* _TASK DESCRIPTION_:
Up through the line that contains "is selected afterwards.", retype the entries exactly, beginning at the very first line.
++++ SOURCE MATERIAL ++++
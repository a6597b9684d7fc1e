/// A selected directory entry.
#[derive(Debug, Clone, PartialEq, Eq)]
pub struct SelectedEntry {
    pub name: String,
    pub is_dir: bool,
}

/// Ordered set of selected entries, keyed by name.
#[derive(Debug, Default, Clone)]
pub struct SelectionSet {
    items: Vec<SelectedEntry>,
}

impl SelectionSet {
    pub fn new() -> Self {
        Self::default()
    }

    /// Adds `name` if absent, removes it otherwise. Returns whether the
    /// entry is selected afterwards.
    pub fn toggle(&mut self, name: &str, is_dir: bool) -> bool {
        if let Some(pos) = self.items.iter().position(|e| e.name == name) {
            self.items.remove(pos);
            return false;
        }
        self.items.push(SelectedEntry {
            name: name.to_string(),
            is_dir,
        });
        true
    }

    pub fn contains(&self, name: &str) -> bool {
        self.items.iter().any(|e| e.name == name)
    }

    pub fn clear(&mut self) {
        self.items.clear();
    }

    pub fn items(&self) -> &[SelectedEntry] {
        &self.items
    }

    pub fn len(&self) -> usize {
        self.items.len()
    }

    pub fn is_empty(&self) -> bool {
        self.items.is_empty()
    }

    /// The selected file when exactly one non-directory entry is selected.
    pub fn single_file(&self) -> Option<&SelectedEntry> {
        match self.items.as_slice() {
            [only] if !only.is_dir => Some(only),
            _ => None,
        }
    }
}
use std::sync::{PoisonError, RwLock};

use qsfm_protocol::RemotePath;

/// The active directory. The only place the current path is stored.
#[derive(Debug)]
pub struct PathState {
    current: RwLock<RemotePath>,
}

impl PathState {
    pub fn new(initial: RemotePath) -> Self {
        Self {
            current: RwLock::new(initial),
        }
    }

    pub fn get(&self) -> RemotePath {
        self.current
            .read()
            .unwrap_or_else(PoisonError::into_inner)
            .clone()
    }

    /// Replaces the path. Returns whether the value changed.
    pub fn set(&self, path: RemotePath) -> bool {
        let mut current = self.current.write().unwrap_or_else(PoisonError::into_inner);
        if *current == path {
            return false;
        }
        *current = path;
        true
    }

    /// Descends into `name` and returns the new path.
    pub fn append_segment(&self, name: &str) -> RemotePath {
        let mut current = self.current.write().unwrap_or_else(PoisonError::into_inner);
        *current = current.join(name);
        current.clone()
    }

    /// Truncates to the first `index + 1` segments (breadcrumb jump).
    ///
    /// Returns the new path, or `None` if `index` is out of range and the
    /// path was left as it is.
    pub fn pop_to_ancestor(&self, index: usize) -> Option<RemotePath> {
        let mut current = self.current.write().unwrap_or_else(PoisonError::into_inner);
        let truncated = current.truncate_to(index)?;
        *current = truncated.clone();
        Some(truncated)
    }

    /// Breadcrumb labels, one per segment.
    pub fn breadcrumbs(&self) -> Vec<String> {
        self.get().segments().map(str::to_string).collect()
    }
}
fn main() {
    println!("Run `cargo test -p wire-compat` to execute wire compatibility tests.");
}

#[cfg(test)]
mod tests {
    use std::fs;
    use std::path::PathBuf;

    use qsfm_protocol::{
        CreateDirRequest, FileMetadata, ListDirResponse, LoginRequest, MsgResponse,
        UploadChunkRequest, User,
    };

    /// Returns the path to the fixtures directory.
    fn fixtures_dir() -> PathBuf {
        PathBuf::from(env!("CARGO_MANIFEST_DIR")).join("fixtures")
    }

    /// Loads a fixture JSON file and returns it as a `serde_json::Value`.
    fn load_fixture(name: &str) -> serde_json::Value {
        let path = fixtures_dir().join(name);
        let data = fs::read_to_string(&path)
            .unwrap_or_else(|e| panic!("failed to read fixture {}: {e}", path.display()));
        serde_json::from_str(&data)
            .unwrap_or_else(|e| panic!("failed to parse fixture {}: {e}", path.display()))
    }

    /// Deserializes a fixture, re-serializes it and compares the JSON values
    /// (key order does not matter).
    fn roundtrip_test<T>(name: &str) -> T
    where
        T: serde::de::DeserializeOwned + serde::Serialize,
    {
        let fixture = load_fixture(name);
        let parsed: T = serde_json::from_value(fixture.clone())
            .unwrap_or_else(|e| panic!("failed to deserialize {name}: {e}"));
        let reserialized = serde_json::to_value(&parsed)
            .unwrap_or_else(|e| panic!("failed to re-serialize {name}: {e}"));

        assert_eq!(
            fixture, reserialized,
            "roundtrip mismatch for {name}:\n  server: {fixture}\n  client: {reserialized}"
        );
        parsed
    }

    #[test]
    fn fixture_list_dir_response() {
        let resp: ListDirResponse = roundtrip_test("list_dir_response.json");
        assert_eq!(resp.cwd, "/qs/files/photos");
        assert_eq!(resp.metadatas.len(), 2);
        assert!(resp.metadatas[0].is_dir);
        assert_eq!(resp.metadatas[1].size, 2_483_021);
    }

    #[test]
    fn fixture_file_metadata() {
        let meta: FileMetadata = roundtrip_test("file_metadata.json");
        assert_eq!(meta.name, "report.pdf");
        assert_eq!(meta.mod_time.to_rfc3339(), "2023-12-24T18:45:00+00:00");
    }

    #[test]
    fn fixture_user() {
        let user: User = roundtrip_test("user.json");
        assert_eq!(user.used_space, 734_003);
        assert_eq!(user.quota.unwrap().space_limit, 1_073_741_824);
        assert_eq!(user.preferences.unwrap().lan, "en_US");
    }

    #[test]
    fn fixture_upload_chunk_request() {
        let req: UploadChunkRequest = roundtrip_test("upload_chunk_request.json");
        assert_eq!(req.content, b"buy milk\nfix bike\n");
        assert_eq!(req.offset, 1_048_576);
    }

    #[test]
    fn fixture_create_dir_request() {
        let req: CreateDirRequest = roundtrip_test("create_dir_request.json");
        assert_eq!(req.path, "/qs/files/new folder");
    }

    #[test]
    fn fixture_login_request() {
        let req: LoginRequest = roundtrip_test("login_request.json");
        assert_eq!(req.user, "admin");
    }

    #[test]
    fn fixture_msg_response() {
        let resp: MsgResponse = roundtrip_test("msg_response.json");
        assert!(resp.is_ok());
    }

    /// Every fixture in the directory must be covered by a test above.
    #[test]
    fn all_fixtures_are_known() {
        let known = [
            "create_dir_request.json",
            "file_metadata.json",
            "list_dir_response.json",
            "login_request.json",
            "msg_response.json",
            "upload_chunk_request.json",
            "user.json",
        ];
        let mut found: Vec<String> = fs::read_dir(fixtures_dir())
            .unwrap()
            .map(|e| e.unwrap().file_name().to_string_lossy().into_owned())
            .filter(|n| n.ends_with(".json"))
            .collect();
        found.sort();
        assert_eq!(found, known);
    }
}
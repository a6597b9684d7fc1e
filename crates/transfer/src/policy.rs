use crate::source::{LocalFile, extension_of};
use crate::{DEFAULT_CHUNK_SIZE, DEFAULT_MAX_FILES};

/// Admission rules for an upload batch.
#[derive(Debug, Clone, PartialEq, Eq)]
pub struct UploadPolicy {
    /// Maximum number of staged tasks.
    pub max_files: usize,
    /// Accepted MIME types and/or `.ext` extensions. Empty accepts all.
    pub allowed_types: Vec<String>,
    /// Chunk size given to new tasks. 0 selects the default.
    pub chunk_size: usize,
}

impl Default for UploadPolicy {
    fn default() -> Self {
        Self {
            max_files: DEFAULT_MAX_FILES,
            allowed_types: Vec::new(),
            chunk_size: DEFAULT_CHUNK_SIZE,
        }
    }
}

impl UploadPolicy {
    /// Whether `file` passes the type filter.
    ///
    /// An entry matches when it equals the file's MIME type or its
    /// dotted extension, ignoring case.
    pub fn accepts_type(&self, file: &LocalFile) -> bool {
        if self.allowed_types.is_empty() {
            return true;
        }
        let ext = extension_of(file.name());
        self.allowed_types.iter().map(|t| t.trim()).any(|allowed| {
            allowed.eq_ignore_ascii_case(file.mime())
                || ext
                    .as_deref()
                    .is_some_and(|ext| allowed.eq_ignore_ascii_case(ext))
        })
    }
}

/// Why a candidate file was not staged.
#[derive(Debug, Clone, Copy, PartialEq, Eq)]
pub enum RejectReason {
    TypeRejected,
    DuplicateRejected,
    LimitReached,
}

impl std::fmt::Display for RejectReason {
    fn fmt(&self, f: &mut std::fmt::Formatter<'_>) -> std::fmt::Result {
        let text = match self {
            Self::TypeRejected => "file type not allowed",
            Self::DuplicateRejected => "already staged",
            Self::LimitReached => "upload limit reached",
        };
        f.write_str(text)
    }
}

/// A candidate file that was turned away.
#[derive(Debug, Clone, PartialEq, Eq)]
pub struct Rejection {
    pub name: String,
    pub size: u64,
    pub reason: RejectReason,
}
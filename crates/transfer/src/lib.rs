//! Chunked uploads with resume support.
//!
//! A [`ChunkUploader`] streams one [`UploadTask`] to the remote append
//! endpoint, chunk after chunk. An [`UploadSession`] admits candidate
//! files into a batch under the configured [`UploadPolicy`] and runs the
//! batch's tasks concurrently. [`DropZone`] tracks drag-and-drop hover
//! state for front ends that accept dropped files.

mod dropzone;
mod error;
mod policy;
mod session;
mod source;
mod types;
mod uploader;

#[cfg(test)]
mod testing;

pub use dropzone::{DragEvent, DragState, DropZone};
pub use error::UploadError;
pub use policy::{RejectReason, Rejection, UploadPolicy};
pub use session::{BatchOutcome, BatchReport, FailedUpload, SelectionReport, UploadSession};
pub use source::{Blob, LocalFile, detect_mime_type, extension_of};
pub use types::{TaskState, UploadEvent, UploadTask};
pub use uploader::ChunkUploader;

/// Default chunk size: 1 MiB.
pub const DEFAULT_CHUNK_SIZE: usize = 1024 * 1024;

/// Default maximum number of files admitted into one batch.
pub const DEFAULT_MAX_FILES: usize = 5;
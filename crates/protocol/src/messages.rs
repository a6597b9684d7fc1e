use serde::{Deserialize, Deserializer, Serialize};

use crate::types::FileMetadata;

// ---------------------------------------------------------------------------
// Request payloads
// ---------------------------------------------------------------------------

/// Body of `POST /v2/my/fs/dirs`.
#[derive(Debug, Clone, PartialEq, Serialize, Deserialize)]
pub struct CreateDirRequest {
    pub path: String,
}

/// Body of `PATCH /v2/my/fs/files/chunks`.
///
/// `content` carries the chunk bytes base64-encoded; `offset` is the byte
/// position of the first byte of the chunk within the destination file.
#[derive(Debug, Clone, PartialEq, Serialize, Deserialize)]
pub struct UploadChunkRequest {
    pub path: String,
    #[serde(with = "base64_bytes")]
    pub content: Vec<u8>,
    pub offset: u64,
}

/// Body of `POST /v2/public/login`.
#[derive(Debug, Clone, PartialEq, Serialize, Deserialize)]
pub struct LoginRequest {
    pub user: String,
    pub pwd: String,
}

// ---------------------------------------------------------------------------
// Response payloads
// ---------------------------------------------------------------------------

/// Response of `GET /v2/my/fs/dirs`.
#[derive(Debug, Clone, PartialEq, Serialize, Deserialize)]
pub struct ListDirResponse {
    pub cwd: String,
    /// The server encodes an empty list as `null`.
    #[serde(default, deserialize_with = "null_as_empty")]
    pub metadatas: Vec<FileMetadata>,
}

/// Generic acknowledgement, e.g. `{"msg":"OK"}`.
#[derive(Debug, Clone, PartialEq, Serialize, Deserialize)]
pub struct MsgResponse {
    #[serde(default)]
    pub msg: String,
}

impl MsgResponse {
    pub fn is_ok(&self) -> bool {
        self.msg.eq_ignore_ascii_case("ok")
    }
}

/// Response of a successful login. The session itself travels in a cookie.
#[derive(Debug, Clone, Default, PartialEq, Serialize, Deserialize)]
pub struct LoginResponse {
    #[serde(default)]
    pub token: String,
}

fn null_as_empty<'de, D, T>(deserializer: D) -> Result<Vec<T>, D::Error>
where
    D: Deserializer<'de>,
    T: Deserialize<'de>,
{
    Ok(Option::<Vec<T>>::deserialize(deserializer)?.unwrap_or_default())
}

mod base64_bytes {
    use base64::{Engine, engine::general_purpose::STANDARD};
    use serde::{Deserialize, Deserializer, Serialize, Serializer};

    pub fn serialize<S: Serializer>(data: &[u8], serializer: S) -> Result<S::Ok, S::Error> {
        STANDARD.encode(data).serialize(serializer)
    }

    pub fn deserialize<'de, D: Deserializer<'de>>(deserializer: D) -> Result<Vec<u8>, D::Error> {
        let s = String::deserialize(deserializer)?;
        STANDARD.decode(&s).map_err(serde::de::Error::custom)
    }
}
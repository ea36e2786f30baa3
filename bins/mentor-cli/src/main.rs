mod commands;

use anyhow::Result;
use clap::{Parser, Subcommand};

#[derive(Parser)]
#[command(name = "mentor-cli")]
#[command(about = "Mentor CLI - Seed problems and prompts, submit solutions", long_about = None)]
struct Cli {
    #[command(subcommand)]
    command: Commands,

    /// Redis connection URL for seeding commands
    #[arg(long, global = true, default_value = "redis://127.0.0.1:6379")]
    redis_url: String,
}

#[derive(Subcommand)]
enum Commands {
    /// Seed the test cases for a problem from a JSON file
    SeedTests {
        /// Problem identifier (e.g., two-sum)
        #[arg(short, long)]
        problem: String,

        /// Path to a JSON file containing an array of test cases
        #[arg(short, long)]
        file: String,
    },

    /// Seed the problem description used for AI feedback
    SeedDescription {
        /// Problem identifier
        #[arg(short, long)]
        problem: String,

        /// Path to a text file with the problem description
        #[arg(short, long)]
        file: String,
    },

    /// Seed the approach rubric that gates approach validation
    SeedApproach {
        /// Problem identifier
        #[arg(short, long)]
        problem: String,

        /// Path to a text file with the approach rubric
        #[arg(short, long)]
        file: String,
    },

    /// Seed the tutor system prompt for one problem step
    SeedStep {
        /// Problem identifier
        #[arg(short, long)]
        problem: String,

        /// Step identifier (e.g., step-1)
        #[arg(short, long)]
        step: String,

        /// Path to a text file with the step's system prompt
        #[arg(short, long)]
        file: String,
    },

    /// Seed the problem-independent general-chat system prompt
    SeedGeneral {
        /// Path to a text file with the general-chat system prompt
        #[arg(short, long)]
        file: String,
    },

    /// Submit a solution file to a running Mentor API and print the verdict
    Submit {
        /// Problem identifier
        #[arg(short, long)]
        problem: String,

        /// Submission language (e.g., python, javascript)
        #[arg(short, long)]
        language: String,

        /// Path to the solution source file
        #[arg(short, long)]
        file: String,

        /// Base URL of the Mentor API
        #[arg(long, default_value = "http://localhost:3000")]
        api_url: String,
    },
}

#[tokio::main]
async fn main() -> Result<()> {
    let cli = Cli::parse();

    match cli.command {
        Commands::SeedTests { problem, file } => {
            commands::seed_tests(&cli.redis_url, &problem, &file).await?;
        }
        Commands::SeedDescription { problem, file } => {
            commands::seed_description(&cli.redis_url, &problem, &file).await?;
        }
        Commands::SeedApproach { problem, file } => {
            commands::seed_approach(&cli.redis_url, &problem, &file).await?;
        }
        Commands::SeedStep {
            problem,
            step,
            file,
        } => {
            commands::seed_step(&cli.redis_url, &problem, &step, &file).await?;
        }
        Commands::SeedGeneral { file } => {
            commands::seed_general(&cli.redis_url, &file).await?;
        }
        Commands::Submit {
            problem,
            language,
            file,
            api_url,
        } => {
            commands::submit(&api_url, &problem, &language, &file).await?;
        }
    }

    Ok(())
}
++++
* _EXERCISE SOLUTION_:
repository a6597b9684d7fc1e
/// A selected directory entry.
#[derive(Debug, Clone, PartialEq, Eq)]
pub struct SelectedEntry {
    pub name: String,
    pub is_dir: bool,
}

/// Ordered set of selected entries, keyed by name.
#[derive(Debug, Default, Clone)]
pub struct SelectionSet {
    items: Vec<SelectedEntry>,
}

impl SelectionSet {
    pub fn new() -> Self {
        Self::default()
    }

    /// Adds `name` if absent, removes it otherwise. Returns whether the
    /// entry is selected afterwards.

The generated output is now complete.